Top of INFORMATION

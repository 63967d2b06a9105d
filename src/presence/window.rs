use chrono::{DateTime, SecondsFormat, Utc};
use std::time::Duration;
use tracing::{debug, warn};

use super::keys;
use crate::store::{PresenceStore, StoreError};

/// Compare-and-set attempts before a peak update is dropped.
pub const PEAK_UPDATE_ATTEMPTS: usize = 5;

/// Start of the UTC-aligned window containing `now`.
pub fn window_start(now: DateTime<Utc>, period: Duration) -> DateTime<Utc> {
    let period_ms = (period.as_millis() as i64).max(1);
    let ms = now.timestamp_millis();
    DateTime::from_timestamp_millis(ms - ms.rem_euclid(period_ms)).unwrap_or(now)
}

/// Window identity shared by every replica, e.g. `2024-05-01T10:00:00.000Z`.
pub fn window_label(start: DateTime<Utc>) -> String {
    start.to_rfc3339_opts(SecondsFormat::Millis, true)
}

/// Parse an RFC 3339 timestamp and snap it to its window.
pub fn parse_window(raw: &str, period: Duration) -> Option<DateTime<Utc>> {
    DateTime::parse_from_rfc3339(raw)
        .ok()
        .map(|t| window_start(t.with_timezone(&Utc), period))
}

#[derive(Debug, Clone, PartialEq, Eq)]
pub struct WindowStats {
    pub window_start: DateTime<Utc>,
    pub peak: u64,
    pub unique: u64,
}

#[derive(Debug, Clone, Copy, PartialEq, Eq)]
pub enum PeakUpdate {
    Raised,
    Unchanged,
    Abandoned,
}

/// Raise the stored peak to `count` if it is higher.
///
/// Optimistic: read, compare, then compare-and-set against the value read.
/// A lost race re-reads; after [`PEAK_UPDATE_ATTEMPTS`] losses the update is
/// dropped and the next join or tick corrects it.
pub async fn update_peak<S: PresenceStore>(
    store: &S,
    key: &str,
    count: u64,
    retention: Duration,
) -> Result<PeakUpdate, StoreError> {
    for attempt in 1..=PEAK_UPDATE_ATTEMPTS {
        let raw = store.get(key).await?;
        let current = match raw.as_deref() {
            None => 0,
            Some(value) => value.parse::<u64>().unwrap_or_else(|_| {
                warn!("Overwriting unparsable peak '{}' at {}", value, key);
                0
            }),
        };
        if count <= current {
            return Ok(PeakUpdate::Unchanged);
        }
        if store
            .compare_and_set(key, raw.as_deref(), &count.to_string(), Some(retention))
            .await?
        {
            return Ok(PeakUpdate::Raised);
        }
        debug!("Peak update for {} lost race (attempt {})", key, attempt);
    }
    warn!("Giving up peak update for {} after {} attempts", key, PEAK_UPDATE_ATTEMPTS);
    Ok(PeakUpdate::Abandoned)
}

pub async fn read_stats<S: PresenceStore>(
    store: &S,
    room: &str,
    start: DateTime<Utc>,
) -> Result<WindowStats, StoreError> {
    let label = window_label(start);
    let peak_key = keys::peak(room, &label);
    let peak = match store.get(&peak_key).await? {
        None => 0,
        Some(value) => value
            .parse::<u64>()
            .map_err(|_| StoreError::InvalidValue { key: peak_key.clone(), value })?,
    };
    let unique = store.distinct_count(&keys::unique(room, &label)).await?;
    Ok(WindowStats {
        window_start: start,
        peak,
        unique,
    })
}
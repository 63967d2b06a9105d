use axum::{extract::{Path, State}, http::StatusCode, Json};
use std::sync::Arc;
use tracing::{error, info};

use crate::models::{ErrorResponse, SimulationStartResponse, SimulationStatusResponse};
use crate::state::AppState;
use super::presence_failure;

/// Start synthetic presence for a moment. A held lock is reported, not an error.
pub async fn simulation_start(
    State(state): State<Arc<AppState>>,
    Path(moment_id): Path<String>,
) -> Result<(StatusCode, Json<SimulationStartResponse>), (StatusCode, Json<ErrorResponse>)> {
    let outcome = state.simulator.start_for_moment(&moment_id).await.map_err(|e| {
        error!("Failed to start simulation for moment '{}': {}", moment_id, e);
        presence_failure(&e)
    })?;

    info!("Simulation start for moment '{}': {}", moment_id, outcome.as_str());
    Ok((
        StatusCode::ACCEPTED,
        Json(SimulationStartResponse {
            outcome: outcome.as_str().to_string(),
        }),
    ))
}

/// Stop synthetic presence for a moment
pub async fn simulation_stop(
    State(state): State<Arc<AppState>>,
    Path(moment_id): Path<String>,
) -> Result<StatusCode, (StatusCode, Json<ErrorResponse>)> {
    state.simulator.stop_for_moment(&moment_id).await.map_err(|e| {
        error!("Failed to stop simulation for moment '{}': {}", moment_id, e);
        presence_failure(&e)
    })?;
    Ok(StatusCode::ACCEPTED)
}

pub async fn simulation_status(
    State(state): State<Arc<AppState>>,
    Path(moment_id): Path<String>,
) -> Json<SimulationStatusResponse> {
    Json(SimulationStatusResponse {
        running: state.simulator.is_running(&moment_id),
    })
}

Bottom of INFORMATION

__ACTIVITY__. Reproduce the material above exactly, beginning at its first line and ending with the line that holds "pub const PEAK_UPDATE_ATTEMPTS: usize = 5;". Include nothing else.

__ANSWER TO THE EXERCISE__.
repository 63967d2b06a9105d
filename src/presence/window.rs
use chrono::{DateTime, SecondsFormat, Utc};
use std::time::Duration;
use tracing::{debug, warn};

use super::keys;
use crate::store::{PresenceStore, StoreError};

/// Compare-and-set attempts before a peak update is dropped.
pub const PEAK_UPDATE_ATTEMPTS: usize = 5;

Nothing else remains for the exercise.